It is advantageous to characterize the skin panel according to the invention in that the first metal plates and / or the first fiber-reinforced plastic layers in the laminate comprise a different material than the second metal plates and / or the second fiber-reinforced plastic layers. It thus becomes possible to adjust the properties of the metal sheets and / or the fiber-reinforced plastic layers in such a way that they are optimal for the function required in the skin panel. For example, it has been found that it is advantageous if the second fiber-reinforced plastic layer has a reduced fiber volume content in the stiffening element closest to the laminate.

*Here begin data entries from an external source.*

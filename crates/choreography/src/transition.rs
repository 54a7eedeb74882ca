use catalog::CameraPose;

use crate::spring::SpringVec3;

#[derive(Debug, Copy, Clone, PartialEq, Eq)]
pub enum CameraMotion {
    /// Snap to the pose this frame.
    Jump,
    /// Spring towards the pose over the next frames.
    Smooth,
}

/// Interactive camera transitions.
///
/// Eye and look-at point each follow their own spring. A new target replaces
/// the old one without resetting velocity, so interrupting a flight never
/// makes the camera teleport.
#[derive(Debug, Clone, PartialEq)]
pub struct CameraChoreographer {
    position: SpringVec3,
    target: SpringVec3,
    /// Snap requested camera heights to the look-at height.
    level: bool,
}

impl CameraChoreographer {
    pub fn new(pose: CameraPose, smooth_time_s: f64, level: bool) -> Self {
        Self {
            position: SpringVec3::new(pose.position, smooth_time_s),
            target: SpringVec3::new(pose.target, smooth_time_s),
            level,
        }
    }

    pub fn pose(&self) -> CameraPose {
        CameraPose::new(self.position.get(), self.target.get())
    }

    /// Where the camera is heading.
    pub fn destination(&self) -> CameraPose {
        CameraPose::new(self.position.target(), self.target.target())
    }

    pub fn is_settled(&self) -> bool {
        self.position.is_settled() && self.target.is_settled()
    }

    fn shape(&self, pose: CameraPose) -> CameraPose {
        if self.level { pose.leveled() } else { pose }
    }

    pub fn request(&mut self, pose: CameraPose, motion: CameraMotion) {
        match motion {
            CameraMotion::Jump => self.jump_to(pose),
            CameraMotion::Smooth => self.transition_to(pose),
        }
    }

    pub fn jump_to(&mut self, pose: CameraPose) {
        let pose = self.shape(pose);
        self.position.set_immediate(pose.position);
        self.target.set_immediate(pose.target);
    }

    /// Place the camera exactly at `pose`, skipping leveling. Used by
    /// scripted playback, whose keyframes are already shaped.
    pub fn set_pose(&mut self, pose: CameraPose) {
        self.position.set_immediate(pose.position);
        self.target.set_immediate(pose.target);
    }

    pub fn transition_to(&mut self, pose: CameraPose) {
        let pose = self.shape(pose);
        tracing::debug!(
            "camera transition to {:?} looking at {:?}",
            pose.position.to_array(),
            pose.target.to_array()
        );
        self.position.set_target(pose.position);
        self.target.set_target(pose.target);
    }

    /// Stop wherever the camera currently is.
    pub fn cancel(&mut self) {
        self.position.stop();
        self.target.stop();
    }

    pub fn update(&mut self, dt_s: f64) -> CameraPose {
        self.position.tick(dt_s);
        self.target.tick(dt_s);
        self.pose()
    }
}
//! Camera choreography: interactive spring transitions and scripted
//! keyframe tracks.

pub mod script;
pub mod spring;
pub mod track;
pub mod transition;

pub use script::*;
pub use spring::*;
pub use track::*;
pub use transition::*;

The thickness of the first metal plates in the laminate and of the second metal plates in the stiffening element can be chosen within wide limits. The thickness of the first metal plates is preferably lower than 3.0 mm, and more preferably between 0.3 and 0.6 mm, wherein if desired different plates can have different thicknesses. The use of thinner metal plates is in itself favorable for the properties, but usually leads to higher costs. The skin panel according to the invention has the additional advantage that the use of thicker metal plates with thicknesses between 0.6 and 0.8 mm, for example, does not automatically lead to poorer properties.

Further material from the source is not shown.